The result should be every line in the data below that carries the string "impl".

* _Supplied material_:
• • • •
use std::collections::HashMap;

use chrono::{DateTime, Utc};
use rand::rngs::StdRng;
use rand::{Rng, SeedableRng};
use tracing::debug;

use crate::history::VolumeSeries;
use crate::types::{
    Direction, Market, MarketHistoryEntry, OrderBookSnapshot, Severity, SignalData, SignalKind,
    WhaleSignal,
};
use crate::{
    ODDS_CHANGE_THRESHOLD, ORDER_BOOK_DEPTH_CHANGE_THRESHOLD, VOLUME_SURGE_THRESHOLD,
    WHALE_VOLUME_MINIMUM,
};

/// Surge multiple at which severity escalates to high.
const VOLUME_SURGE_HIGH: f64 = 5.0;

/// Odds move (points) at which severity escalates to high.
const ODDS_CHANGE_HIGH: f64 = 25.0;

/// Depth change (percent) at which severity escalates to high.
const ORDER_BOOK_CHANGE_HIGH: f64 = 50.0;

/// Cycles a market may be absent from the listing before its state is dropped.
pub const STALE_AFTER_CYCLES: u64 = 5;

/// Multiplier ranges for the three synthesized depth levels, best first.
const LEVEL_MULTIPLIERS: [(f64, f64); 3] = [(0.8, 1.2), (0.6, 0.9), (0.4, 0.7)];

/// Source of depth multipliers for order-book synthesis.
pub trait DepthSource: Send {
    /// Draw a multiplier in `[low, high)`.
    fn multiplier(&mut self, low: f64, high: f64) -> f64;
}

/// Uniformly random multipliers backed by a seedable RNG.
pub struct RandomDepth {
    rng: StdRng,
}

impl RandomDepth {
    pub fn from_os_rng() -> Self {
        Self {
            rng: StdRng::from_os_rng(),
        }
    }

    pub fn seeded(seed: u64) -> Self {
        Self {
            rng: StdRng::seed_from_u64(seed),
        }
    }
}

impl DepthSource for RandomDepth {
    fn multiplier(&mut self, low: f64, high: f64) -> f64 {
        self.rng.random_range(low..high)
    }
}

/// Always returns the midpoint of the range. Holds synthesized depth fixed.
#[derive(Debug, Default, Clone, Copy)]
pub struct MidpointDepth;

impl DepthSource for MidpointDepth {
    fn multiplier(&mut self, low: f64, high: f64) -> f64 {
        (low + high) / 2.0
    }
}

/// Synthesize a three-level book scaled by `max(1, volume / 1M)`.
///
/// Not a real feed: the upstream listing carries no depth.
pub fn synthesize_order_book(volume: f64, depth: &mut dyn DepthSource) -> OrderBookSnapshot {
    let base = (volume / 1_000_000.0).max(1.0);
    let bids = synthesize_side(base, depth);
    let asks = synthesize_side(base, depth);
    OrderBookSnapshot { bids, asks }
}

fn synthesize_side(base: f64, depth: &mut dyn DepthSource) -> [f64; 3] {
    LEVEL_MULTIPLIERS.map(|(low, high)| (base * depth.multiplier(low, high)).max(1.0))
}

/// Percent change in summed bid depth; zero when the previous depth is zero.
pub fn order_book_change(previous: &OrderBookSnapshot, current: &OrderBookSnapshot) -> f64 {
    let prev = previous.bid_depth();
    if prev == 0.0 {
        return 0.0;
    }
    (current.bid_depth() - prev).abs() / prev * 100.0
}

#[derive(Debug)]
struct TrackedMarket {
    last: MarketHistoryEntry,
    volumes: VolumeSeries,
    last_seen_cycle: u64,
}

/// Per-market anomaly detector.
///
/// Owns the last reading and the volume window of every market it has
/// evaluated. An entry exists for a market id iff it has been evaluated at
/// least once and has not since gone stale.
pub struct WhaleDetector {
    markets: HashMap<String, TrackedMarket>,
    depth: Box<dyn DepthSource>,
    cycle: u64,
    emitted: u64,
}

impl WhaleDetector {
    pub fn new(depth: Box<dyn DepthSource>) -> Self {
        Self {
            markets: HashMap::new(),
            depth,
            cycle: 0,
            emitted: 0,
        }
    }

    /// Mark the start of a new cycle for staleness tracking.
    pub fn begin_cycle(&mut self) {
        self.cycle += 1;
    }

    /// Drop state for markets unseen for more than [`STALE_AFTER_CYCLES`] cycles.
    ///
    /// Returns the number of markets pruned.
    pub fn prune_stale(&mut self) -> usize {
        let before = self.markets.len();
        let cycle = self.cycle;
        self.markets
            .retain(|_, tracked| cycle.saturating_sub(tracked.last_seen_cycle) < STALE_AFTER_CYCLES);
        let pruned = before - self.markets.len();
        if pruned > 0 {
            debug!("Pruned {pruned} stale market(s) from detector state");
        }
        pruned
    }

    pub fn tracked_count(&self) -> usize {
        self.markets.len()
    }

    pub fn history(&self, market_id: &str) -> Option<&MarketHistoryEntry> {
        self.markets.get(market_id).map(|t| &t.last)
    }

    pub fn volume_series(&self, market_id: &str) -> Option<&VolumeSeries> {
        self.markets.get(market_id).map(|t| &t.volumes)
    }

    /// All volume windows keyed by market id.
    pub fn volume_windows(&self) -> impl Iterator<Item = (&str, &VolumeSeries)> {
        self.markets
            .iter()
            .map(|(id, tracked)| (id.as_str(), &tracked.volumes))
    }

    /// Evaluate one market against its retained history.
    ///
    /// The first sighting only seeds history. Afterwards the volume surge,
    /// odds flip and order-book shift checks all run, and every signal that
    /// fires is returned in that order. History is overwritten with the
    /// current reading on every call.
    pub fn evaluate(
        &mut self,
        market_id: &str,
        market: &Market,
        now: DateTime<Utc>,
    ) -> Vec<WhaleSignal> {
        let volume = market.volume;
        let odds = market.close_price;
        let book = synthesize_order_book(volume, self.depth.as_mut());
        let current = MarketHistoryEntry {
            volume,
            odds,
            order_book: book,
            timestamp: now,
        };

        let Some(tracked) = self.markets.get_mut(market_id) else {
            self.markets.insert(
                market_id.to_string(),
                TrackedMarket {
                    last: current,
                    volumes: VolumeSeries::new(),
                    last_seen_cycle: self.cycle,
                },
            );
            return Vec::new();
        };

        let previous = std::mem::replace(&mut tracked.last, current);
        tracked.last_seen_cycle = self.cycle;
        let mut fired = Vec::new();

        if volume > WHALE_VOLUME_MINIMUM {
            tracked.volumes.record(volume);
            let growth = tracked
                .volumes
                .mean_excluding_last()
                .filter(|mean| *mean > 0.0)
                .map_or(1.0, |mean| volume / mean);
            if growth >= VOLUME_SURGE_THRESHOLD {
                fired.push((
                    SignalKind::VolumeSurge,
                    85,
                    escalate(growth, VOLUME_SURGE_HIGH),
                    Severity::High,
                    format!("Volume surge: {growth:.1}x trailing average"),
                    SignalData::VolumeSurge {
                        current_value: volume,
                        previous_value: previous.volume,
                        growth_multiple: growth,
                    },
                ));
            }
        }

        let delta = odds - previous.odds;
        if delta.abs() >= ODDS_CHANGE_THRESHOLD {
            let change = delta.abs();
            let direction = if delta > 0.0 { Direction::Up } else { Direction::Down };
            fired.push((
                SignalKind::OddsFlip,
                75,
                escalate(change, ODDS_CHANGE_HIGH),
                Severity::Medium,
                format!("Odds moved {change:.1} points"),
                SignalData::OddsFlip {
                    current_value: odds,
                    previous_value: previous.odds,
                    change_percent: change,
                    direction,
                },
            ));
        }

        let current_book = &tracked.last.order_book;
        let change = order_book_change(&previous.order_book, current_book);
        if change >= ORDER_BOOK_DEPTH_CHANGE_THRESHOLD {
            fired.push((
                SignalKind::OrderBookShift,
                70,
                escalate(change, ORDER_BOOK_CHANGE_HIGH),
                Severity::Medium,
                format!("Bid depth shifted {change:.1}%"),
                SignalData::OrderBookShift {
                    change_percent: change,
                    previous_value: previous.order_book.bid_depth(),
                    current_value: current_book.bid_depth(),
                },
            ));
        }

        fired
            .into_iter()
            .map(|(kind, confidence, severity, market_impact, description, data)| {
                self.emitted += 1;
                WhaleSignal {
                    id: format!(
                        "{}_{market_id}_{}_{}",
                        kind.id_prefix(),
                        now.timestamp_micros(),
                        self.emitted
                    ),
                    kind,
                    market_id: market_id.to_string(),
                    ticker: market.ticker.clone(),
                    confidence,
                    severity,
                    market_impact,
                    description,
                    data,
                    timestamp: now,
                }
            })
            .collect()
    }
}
• • • •
* _Answer below_:
impl RandomDepth {
impl DepthSource for RandomDepth {
impl DepthSource for MidpointDepth {
impl WhaleDetector {
    pub fn volume_windows(&self) -> impl Iterator<Item = (&str, &VolumeSeries)> {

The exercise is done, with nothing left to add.